(Work instruction) Return the number of lines below with "RecipientPatch" in them, and nothing else.

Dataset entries
━━━━━━━━━━━━━━━━━━━━━━━━━━━━━━

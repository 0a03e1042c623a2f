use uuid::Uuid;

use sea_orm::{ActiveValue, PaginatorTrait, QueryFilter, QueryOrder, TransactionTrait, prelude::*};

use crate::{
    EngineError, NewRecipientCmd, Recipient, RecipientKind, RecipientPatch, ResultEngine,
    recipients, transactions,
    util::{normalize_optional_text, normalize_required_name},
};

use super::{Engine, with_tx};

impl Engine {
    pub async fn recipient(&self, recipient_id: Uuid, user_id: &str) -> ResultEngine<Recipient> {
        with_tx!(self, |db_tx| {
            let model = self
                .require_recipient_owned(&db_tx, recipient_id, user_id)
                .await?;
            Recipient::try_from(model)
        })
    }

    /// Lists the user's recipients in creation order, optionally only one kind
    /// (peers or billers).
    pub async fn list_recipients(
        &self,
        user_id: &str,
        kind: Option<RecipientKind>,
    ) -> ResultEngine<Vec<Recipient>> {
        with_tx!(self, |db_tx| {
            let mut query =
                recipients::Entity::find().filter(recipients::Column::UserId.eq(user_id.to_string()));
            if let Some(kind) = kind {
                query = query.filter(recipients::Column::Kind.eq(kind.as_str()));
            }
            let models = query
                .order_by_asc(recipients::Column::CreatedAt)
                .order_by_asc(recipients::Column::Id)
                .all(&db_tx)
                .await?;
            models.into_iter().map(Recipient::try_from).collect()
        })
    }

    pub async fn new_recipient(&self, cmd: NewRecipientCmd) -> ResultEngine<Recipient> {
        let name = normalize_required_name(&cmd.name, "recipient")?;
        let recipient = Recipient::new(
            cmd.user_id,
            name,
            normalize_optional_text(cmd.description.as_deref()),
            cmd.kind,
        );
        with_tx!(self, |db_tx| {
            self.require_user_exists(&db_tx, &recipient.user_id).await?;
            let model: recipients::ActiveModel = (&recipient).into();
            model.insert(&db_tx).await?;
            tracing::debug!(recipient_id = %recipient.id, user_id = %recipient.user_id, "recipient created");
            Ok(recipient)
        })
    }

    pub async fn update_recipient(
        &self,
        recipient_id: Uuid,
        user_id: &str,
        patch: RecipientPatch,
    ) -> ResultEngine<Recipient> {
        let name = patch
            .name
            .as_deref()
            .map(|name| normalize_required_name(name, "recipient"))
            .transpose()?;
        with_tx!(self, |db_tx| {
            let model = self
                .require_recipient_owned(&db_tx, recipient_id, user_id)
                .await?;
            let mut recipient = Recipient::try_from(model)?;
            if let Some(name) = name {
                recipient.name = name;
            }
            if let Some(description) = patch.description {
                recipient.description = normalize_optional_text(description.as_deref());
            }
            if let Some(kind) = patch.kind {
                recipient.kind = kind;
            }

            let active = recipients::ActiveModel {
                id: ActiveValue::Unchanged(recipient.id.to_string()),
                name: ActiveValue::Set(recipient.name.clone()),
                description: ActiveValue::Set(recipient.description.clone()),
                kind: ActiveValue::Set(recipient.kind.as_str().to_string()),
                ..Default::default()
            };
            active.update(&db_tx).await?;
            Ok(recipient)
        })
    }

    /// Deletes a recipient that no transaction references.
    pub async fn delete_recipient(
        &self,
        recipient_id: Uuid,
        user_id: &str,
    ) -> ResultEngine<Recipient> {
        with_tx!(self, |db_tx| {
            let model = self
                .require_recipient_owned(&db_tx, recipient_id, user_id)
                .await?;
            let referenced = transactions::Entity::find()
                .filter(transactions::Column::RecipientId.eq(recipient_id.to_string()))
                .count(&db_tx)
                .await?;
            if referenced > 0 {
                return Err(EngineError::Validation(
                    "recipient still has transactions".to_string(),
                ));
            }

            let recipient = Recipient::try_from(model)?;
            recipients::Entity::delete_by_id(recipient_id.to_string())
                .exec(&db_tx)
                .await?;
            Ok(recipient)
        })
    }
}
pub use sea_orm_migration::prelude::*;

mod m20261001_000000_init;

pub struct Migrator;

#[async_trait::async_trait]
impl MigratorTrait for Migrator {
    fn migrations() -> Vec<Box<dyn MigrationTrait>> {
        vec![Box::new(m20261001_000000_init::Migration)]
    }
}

━━━━━━━━━━━━━━━━━━━━━━━━━━━━━━

(Your response) 2